- **Your task**
Please filter the entries and return only the lines that include "short".

- **Records for the exercise**
===============

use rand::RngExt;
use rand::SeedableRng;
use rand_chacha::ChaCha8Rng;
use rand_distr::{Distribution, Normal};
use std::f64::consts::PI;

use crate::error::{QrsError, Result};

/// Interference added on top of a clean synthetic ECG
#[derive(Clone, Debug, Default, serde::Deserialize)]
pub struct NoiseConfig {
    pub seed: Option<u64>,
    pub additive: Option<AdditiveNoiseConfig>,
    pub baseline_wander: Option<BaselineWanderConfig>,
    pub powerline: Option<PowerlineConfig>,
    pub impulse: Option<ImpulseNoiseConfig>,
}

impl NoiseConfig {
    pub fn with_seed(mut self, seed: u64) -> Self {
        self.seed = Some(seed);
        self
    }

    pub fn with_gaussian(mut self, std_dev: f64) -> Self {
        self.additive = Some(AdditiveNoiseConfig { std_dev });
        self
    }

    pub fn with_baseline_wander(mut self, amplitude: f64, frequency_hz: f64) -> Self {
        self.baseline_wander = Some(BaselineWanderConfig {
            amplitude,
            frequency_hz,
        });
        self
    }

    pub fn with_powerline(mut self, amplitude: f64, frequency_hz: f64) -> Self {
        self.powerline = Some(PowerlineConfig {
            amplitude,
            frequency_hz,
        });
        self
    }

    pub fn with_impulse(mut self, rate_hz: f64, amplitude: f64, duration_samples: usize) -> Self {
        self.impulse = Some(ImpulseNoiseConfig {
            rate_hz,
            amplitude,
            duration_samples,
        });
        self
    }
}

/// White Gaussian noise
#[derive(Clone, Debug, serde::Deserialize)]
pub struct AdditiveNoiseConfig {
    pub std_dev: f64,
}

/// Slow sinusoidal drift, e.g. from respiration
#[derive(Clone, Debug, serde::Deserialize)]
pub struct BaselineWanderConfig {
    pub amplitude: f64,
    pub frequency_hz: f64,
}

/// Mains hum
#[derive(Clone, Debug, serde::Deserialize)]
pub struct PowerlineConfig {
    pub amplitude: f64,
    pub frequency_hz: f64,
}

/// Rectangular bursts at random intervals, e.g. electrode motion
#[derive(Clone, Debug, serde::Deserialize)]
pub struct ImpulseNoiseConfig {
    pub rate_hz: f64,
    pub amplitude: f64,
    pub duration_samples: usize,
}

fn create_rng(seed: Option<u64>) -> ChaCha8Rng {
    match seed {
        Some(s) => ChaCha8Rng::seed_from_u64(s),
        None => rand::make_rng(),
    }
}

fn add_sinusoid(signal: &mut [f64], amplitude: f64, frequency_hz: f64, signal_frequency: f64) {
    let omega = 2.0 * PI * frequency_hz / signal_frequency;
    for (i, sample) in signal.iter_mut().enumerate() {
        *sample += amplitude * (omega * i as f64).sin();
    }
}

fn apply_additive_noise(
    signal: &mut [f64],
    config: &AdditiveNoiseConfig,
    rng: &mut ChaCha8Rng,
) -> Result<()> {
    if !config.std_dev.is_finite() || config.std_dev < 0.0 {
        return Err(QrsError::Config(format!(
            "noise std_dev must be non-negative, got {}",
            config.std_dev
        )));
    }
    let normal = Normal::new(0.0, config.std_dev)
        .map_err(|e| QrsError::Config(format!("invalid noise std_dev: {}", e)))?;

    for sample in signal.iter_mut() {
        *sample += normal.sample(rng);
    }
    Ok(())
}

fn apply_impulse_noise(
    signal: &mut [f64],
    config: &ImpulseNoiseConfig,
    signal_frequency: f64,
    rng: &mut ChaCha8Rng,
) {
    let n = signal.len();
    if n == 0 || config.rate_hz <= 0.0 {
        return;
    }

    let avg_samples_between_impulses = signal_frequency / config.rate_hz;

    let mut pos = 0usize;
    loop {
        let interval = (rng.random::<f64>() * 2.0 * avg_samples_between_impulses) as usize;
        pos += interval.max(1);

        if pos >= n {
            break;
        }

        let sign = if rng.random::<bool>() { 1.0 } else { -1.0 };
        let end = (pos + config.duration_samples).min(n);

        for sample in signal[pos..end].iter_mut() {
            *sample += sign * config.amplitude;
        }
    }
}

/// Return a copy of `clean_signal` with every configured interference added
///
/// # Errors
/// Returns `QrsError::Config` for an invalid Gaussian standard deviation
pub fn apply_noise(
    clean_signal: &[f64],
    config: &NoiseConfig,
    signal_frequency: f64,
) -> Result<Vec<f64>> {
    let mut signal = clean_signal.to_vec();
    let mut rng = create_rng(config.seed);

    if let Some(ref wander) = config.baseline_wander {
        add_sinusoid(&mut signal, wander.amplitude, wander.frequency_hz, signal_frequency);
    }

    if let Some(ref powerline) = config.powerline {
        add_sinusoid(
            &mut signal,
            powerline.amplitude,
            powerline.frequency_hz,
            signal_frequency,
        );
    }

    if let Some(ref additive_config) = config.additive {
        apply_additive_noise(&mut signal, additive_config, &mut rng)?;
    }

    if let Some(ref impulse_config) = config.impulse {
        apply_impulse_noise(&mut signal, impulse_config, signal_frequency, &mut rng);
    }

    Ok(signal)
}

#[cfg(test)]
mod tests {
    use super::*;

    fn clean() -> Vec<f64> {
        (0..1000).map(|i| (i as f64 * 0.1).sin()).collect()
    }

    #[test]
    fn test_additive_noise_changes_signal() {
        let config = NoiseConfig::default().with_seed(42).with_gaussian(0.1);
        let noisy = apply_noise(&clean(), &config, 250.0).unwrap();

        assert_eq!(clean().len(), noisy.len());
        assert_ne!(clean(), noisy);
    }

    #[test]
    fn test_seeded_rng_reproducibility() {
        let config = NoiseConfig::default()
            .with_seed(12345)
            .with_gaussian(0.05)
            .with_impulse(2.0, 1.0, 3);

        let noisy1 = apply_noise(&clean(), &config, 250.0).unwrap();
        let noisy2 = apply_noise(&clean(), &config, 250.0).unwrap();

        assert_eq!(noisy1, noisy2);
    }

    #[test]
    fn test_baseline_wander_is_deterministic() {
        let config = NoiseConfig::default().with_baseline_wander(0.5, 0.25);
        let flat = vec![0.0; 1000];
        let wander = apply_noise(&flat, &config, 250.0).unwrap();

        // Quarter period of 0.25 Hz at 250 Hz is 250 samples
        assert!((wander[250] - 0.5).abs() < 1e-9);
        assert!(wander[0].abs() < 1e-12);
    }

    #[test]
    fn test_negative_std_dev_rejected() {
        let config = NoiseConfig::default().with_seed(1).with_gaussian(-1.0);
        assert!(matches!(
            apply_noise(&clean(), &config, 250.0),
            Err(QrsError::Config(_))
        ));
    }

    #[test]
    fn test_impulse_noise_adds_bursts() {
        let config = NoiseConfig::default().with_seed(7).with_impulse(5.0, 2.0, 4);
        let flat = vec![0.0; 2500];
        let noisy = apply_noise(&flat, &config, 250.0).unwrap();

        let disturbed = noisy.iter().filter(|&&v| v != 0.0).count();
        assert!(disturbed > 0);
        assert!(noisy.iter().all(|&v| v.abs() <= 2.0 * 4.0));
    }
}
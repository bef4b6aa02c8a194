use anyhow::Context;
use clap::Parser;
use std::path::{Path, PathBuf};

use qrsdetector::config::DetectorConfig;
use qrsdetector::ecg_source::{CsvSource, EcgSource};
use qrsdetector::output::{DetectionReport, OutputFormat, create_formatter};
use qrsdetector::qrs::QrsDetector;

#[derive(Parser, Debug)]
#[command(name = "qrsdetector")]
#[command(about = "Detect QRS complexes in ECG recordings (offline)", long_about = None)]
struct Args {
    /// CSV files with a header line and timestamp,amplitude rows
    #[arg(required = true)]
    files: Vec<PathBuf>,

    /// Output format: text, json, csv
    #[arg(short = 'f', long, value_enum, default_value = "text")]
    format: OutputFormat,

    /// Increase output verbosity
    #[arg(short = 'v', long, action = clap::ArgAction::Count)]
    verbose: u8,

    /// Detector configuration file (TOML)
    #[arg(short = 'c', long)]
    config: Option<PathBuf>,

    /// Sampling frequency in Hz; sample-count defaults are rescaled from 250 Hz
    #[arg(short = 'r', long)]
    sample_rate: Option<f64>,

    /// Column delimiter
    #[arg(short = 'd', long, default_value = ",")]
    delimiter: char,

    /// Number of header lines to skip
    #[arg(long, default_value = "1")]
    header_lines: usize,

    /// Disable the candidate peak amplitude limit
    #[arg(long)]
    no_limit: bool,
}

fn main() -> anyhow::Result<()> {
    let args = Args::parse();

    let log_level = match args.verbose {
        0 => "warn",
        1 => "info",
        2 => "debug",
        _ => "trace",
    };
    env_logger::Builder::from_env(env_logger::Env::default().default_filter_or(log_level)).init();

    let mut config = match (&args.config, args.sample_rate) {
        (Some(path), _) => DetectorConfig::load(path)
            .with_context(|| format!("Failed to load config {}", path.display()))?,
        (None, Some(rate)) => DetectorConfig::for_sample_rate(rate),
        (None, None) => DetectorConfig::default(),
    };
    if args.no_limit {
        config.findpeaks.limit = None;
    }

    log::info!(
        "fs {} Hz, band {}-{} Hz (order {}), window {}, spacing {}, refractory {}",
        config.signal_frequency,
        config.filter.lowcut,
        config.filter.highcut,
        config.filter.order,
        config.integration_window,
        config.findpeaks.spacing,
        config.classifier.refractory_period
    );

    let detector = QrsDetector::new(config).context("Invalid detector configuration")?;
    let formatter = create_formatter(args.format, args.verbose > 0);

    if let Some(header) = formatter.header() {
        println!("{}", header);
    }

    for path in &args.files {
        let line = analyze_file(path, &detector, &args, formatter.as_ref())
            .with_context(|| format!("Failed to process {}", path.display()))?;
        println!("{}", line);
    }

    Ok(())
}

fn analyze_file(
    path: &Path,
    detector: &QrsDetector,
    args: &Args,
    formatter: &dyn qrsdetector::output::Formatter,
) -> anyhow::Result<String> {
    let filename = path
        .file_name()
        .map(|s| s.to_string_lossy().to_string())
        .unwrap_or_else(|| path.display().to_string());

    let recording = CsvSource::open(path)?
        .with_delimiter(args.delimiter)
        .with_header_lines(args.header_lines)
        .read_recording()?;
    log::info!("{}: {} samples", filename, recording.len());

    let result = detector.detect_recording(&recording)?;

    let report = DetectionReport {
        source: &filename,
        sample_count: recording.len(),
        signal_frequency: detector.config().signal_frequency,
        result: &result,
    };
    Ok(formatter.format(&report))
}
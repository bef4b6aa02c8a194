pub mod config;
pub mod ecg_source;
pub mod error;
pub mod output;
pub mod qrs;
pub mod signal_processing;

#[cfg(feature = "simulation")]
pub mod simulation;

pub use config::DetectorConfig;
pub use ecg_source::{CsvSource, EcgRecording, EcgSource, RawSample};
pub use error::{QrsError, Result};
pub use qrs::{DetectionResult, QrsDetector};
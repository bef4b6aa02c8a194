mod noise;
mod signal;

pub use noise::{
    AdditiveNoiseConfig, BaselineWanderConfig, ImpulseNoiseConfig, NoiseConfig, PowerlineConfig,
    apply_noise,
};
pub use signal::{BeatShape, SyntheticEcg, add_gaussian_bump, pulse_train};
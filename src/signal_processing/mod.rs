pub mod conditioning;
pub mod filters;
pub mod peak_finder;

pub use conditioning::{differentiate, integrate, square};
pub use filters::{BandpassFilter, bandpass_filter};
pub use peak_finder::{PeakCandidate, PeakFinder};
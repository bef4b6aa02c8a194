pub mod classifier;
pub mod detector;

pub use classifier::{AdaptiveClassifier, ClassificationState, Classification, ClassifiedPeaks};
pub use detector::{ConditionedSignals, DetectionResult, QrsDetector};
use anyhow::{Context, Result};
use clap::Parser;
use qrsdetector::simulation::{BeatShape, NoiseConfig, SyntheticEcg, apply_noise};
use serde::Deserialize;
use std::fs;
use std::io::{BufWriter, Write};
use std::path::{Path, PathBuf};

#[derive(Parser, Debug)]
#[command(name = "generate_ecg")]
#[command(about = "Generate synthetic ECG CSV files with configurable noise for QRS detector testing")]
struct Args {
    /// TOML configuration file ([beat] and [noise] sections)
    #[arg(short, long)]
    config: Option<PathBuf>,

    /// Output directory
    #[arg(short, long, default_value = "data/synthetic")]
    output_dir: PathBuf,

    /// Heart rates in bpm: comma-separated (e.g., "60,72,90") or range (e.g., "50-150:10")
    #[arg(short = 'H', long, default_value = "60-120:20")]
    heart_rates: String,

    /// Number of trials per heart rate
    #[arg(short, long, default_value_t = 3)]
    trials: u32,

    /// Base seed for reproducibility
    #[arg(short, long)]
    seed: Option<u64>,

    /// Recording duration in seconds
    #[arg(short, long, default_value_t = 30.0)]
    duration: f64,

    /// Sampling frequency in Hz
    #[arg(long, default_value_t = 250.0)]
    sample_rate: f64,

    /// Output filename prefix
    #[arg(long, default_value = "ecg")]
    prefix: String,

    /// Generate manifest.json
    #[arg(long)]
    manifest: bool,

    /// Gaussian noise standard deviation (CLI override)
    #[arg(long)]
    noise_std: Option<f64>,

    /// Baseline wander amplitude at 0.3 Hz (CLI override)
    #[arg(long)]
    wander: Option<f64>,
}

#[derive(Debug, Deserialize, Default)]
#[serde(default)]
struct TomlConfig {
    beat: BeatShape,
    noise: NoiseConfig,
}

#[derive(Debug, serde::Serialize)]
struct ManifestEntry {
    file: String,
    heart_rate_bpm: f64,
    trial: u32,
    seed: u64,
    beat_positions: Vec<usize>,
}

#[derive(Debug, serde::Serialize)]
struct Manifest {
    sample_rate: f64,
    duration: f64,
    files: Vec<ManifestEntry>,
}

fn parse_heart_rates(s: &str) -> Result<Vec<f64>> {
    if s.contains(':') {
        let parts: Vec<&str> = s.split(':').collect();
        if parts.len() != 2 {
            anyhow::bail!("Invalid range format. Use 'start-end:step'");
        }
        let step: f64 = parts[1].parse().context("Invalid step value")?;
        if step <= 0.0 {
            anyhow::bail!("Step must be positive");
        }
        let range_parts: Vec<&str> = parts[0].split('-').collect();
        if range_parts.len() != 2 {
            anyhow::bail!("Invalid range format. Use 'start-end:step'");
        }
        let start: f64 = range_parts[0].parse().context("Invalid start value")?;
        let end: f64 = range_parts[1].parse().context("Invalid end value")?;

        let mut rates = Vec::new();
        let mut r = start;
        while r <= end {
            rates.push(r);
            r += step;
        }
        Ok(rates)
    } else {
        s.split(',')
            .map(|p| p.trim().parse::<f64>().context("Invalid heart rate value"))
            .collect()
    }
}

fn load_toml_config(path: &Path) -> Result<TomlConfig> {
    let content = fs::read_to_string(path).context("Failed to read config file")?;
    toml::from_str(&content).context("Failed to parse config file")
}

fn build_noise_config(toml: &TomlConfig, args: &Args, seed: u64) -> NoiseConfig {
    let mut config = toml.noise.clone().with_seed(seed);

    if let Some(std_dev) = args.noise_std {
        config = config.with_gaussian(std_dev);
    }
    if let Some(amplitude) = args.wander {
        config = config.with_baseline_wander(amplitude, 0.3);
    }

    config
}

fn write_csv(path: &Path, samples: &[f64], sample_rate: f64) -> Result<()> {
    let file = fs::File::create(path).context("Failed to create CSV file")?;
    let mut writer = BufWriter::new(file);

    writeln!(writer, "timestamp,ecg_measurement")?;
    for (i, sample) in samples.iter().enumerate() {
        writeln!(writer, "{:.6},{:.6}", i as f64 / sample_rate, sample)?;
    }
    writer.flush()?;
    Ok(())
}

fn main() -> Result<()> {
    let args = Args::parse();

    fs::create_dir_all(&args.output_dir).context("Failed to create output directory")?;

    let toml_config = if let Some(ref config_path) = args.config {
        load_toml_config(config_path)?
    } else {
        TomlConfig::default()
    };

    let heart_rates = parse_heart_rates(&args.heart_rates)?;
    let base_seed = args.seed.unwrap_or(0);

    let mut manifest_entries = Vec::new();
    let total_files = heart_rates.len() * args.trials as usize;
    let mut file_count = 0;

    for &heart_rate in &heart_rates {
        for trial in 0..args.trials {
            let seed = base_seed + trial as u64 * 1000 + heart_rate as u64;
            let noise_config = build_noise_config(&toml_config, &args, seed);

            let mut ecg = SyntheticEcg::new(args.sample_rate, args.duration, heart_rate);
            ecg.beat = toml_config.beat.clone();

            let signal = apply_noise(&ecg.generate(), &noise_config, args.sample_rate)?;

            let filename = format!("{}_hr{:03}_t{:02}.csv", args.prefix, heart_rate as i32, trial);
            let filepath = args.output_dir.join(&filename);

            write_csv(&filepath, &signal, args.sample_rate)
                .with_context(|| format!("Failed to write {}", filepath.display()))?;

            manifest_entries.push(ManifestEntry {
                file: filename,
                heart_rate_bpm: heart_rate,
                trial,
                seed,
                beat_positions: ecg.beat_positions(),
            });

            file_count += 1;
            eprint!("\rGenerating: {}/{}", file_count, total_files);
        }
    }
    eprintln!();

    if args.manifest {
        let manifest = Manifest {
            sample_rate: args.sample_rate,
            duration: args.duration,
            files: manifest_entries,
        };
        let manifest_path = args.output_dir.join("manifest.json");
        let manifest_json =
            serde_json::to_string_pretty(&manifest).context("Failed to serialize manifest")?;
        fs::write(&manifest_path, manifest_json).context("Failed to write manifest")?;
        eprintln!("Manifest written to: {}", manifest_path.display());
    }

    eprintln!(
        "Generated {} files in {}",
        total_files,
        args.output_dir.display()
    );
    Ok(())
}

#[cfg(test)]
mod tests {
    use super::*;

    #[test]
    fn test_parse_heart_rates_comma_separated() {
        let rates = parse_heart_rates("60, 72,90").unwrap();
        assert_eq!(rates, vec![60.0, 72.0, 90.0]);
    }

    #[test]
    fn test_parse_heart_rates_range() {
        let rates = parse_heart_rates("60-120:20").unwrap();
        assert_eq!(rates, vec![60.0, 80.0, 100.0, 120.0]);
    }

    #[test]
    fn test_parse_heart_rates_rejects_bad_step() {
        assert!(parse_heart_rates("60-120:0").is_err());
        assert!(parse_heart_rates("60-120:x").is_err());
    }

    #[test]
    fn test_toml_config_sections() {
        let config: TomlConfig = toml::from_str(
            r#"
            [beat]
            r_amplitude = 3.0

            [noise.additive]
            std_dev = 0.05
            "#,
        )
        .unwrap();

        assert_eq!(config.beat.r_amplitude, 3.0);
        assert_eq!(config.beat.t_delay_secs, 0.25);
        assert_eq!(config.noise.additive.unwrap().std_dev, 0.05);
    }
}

===============

- **Completed task**
    #[arg(short = 'f', long, value_enum, default_value = "text")]
    #[arg(short = 'v', long, action = clap::ArgAction::Count)]
    #[arg(short = 'c', long)]
    #[arg(short = 'r', long)]
    #[arg(short = 'd', long, default_value = ",")]
    #[arg(short, long)]
    #[arg(short, long, default_value = "data/synthetic")]
    #[arg(short = 'H', long, default_value = "60-120:20")]
    #[arg(short, long, default_value_t = 3)]
    #[arg(short, long)]
    #[arg(short, long, default_value_t = 30.0)]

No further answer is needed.